**Provided data:**
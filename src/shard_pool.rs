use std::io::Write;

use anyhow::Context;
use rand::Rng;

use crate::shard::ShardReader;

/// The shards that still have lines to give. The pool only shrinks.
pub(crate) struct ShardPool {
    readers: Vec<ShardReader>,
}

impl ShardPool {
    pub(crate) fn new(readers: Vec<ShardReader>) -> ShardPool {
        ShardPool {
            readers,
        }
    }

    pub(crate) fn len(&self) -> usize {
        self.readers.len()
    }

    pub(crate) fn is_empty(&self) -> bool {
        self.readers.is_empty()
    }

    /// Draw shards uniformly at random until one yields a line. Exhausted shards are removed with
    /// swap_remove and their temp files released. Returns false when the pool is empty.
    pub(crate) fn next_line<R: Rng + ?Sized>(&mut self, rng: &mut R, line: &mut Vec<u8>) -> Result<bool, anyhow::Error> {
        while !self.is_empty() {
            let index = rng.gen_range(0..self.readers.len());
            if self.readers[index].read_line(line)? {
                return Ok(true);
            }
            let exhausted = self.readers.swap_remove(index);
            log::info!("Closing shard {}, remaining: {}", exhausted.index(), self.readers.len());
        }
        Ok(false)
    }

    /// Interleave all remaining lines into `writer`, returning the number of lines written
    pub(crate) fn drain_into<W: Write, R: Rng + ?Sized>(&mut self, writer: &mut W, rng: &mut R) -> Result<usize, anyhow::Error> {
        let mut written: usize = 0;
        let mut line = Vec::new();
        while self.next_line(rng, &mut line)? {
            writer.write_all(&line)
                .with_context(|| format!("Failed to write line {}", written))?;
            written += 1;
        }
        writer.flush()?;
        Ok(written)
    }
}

--

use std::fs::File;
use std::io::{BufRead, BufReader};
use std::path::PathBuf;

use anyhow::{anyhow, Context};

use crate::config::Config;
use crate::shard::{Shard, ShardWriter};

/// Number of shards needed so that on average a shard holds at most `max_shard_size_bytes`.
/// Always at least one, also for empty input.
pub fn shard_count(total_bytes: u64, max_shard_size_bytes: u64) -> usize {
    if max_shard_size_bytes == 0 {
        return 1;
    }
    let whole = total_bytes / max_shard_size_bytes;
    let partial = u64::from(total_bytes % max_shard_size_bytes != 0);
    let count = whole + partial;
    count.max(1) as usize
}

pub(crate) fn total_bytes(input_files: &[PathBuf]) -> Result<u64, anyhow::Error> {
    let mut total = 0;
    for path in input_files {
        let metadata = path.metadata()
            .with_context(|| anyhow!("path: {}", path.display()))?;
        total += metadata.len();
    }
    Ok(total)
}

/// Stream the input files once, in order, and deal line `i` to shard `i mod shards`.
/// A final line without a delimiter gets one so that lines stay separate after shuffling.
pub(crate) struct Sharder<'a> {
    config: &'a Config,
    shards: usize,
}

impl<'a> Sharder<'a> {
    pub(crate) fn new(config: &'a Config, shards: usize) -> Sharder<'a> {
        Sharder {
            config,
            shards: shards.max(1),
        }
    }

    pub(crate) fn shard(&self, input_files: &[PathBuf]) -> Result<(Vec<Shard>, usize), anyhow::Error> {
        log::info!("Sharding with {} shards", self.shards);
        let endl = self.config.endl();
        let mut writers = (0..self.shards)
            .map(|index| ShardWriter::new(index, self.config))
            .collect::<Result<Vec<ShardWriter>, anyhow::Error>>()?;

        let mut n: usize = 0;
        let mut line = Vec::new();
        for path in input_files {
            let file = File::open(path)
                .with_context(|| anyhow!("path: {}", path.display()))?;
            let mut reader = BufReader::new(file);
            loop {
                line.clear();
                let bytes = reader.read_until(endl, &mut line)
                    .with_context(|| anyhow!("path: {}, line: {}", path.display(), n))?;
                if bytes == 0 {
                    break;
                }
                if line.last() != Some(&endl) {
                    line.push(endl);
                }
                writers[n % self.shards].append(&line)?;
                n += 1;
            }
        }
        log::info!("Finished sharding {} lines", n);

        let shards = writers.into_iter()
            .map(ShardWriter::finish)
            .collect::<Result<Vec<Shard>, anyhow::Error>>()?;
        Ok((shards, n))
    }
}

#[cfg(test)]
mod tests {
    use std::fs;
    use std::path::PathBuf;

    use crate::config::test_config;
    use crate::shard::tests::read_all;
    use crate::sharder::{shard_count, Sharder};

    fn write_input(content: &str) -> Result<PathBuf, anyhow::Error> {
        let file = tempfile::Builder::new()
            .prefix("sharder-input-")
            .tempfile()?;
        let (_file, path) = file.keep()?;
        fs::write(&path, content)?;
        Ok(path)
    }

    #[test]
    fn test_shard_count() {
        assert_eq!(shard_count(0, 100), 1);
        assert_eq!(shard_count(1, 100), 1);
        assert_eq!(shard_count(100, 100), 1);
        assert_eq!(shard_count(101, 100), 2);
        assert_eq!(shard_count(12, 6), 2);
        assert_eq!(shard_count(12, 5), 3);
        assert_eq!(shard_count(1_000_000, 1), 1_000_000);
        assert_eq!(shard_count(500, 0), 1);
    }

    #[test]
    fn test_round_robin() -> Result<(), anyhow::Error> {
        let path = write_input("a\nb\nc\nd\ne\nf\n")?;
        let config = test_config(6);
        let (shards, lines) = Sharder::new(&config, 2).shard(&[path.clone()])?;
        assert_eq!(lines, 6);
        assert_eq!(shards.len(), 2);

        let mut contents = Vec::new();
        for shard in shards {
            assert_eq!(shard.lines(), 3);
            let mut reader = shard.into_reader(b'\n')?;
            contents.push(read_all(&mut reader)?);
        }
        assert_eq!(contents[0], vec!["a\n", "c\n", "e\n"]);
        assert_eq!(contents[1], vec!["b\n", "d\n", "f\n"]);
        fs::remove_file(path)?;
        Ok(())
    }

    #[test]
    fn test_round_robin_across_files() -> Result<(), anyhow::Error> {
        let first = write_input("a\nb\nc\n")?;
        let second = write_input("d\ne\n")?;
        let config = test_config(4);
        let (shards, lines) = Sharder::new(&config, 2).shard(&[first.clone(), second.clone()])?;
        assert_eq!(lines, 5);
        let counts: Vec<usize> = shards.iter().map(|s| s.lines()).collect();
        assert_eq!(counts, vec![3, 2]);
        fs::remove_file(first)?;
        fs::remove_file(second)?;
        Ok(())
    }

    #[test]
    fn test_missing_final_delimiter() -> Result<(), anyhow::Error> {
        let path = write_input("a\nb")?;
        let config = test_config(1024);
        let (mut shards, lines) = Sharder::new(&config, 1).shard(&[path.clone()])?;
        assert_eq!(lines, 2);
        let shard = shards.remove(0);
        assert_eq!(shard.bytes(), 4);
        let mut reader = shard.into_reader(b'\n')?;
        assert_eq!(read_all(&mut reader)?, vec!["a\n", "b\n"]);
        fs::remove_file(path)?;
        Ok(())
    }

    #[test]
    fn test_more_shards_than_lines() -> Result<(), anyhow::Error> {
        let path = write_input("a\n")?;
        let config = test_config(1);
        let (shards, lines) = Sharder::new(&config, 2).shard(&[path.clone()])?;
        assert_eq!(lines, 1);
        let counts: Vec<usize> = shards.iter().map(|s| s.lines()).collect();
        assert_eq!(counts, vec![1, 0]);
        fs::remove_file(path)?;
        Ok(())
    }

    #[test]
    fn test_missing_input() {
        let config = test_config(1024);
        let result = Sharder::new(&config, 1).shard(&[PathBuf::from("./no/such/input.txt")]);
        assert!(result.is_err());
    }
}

---

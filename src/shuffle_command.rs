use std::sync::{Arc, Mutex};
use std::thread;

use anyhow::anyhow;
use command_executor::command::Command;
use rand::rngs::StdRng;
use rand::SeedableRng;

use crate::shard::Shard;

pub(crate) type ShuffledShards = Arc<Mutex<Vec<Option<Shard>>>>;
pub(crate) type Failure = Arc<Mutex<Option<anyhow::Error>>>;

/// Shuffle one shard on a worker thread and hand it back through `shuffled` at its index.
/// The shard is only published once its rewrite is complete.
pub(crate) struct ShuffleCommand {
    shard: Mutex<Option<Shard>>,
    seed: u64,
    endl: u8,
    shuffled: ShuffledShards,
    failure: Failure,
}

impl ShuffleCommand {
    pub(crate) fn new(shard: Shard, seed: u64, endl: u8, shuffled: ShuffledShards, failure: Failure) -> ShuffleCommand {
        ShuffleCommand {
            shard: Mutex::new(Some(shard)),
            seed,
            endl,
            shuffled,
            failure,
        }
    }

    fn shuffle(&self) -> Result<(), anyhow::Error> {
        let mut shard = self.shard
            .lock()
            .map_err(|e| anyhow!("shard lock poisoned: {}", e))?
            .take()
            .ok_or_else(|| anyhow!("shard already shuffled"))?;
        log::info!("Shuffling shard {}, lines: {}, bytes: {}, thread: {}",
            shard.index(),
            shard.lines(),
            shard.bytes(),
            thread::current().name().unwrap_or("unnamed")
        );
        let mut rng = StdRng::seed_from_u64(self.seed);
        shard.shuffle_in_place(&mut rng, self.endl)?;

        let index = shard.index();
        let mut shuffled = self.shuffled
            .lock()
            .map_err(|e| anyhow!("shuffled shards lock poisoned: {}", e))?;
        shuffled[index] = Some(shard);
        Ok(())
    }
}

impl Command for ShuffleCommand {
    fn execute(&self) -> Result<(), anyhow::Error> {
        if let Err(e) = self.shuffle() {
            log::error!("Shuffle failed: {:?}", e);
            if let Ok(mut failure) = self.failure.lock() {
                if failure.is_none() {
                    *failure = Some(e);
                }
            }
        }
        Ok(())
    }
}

**Work request:** Copy out each line of the listing that holds the word "writers".

**Result of this task:**
        let mut writers = (0..self.shards)
                writers[n % self.shards].append(&line)?;
        let shards = writers.into_iter()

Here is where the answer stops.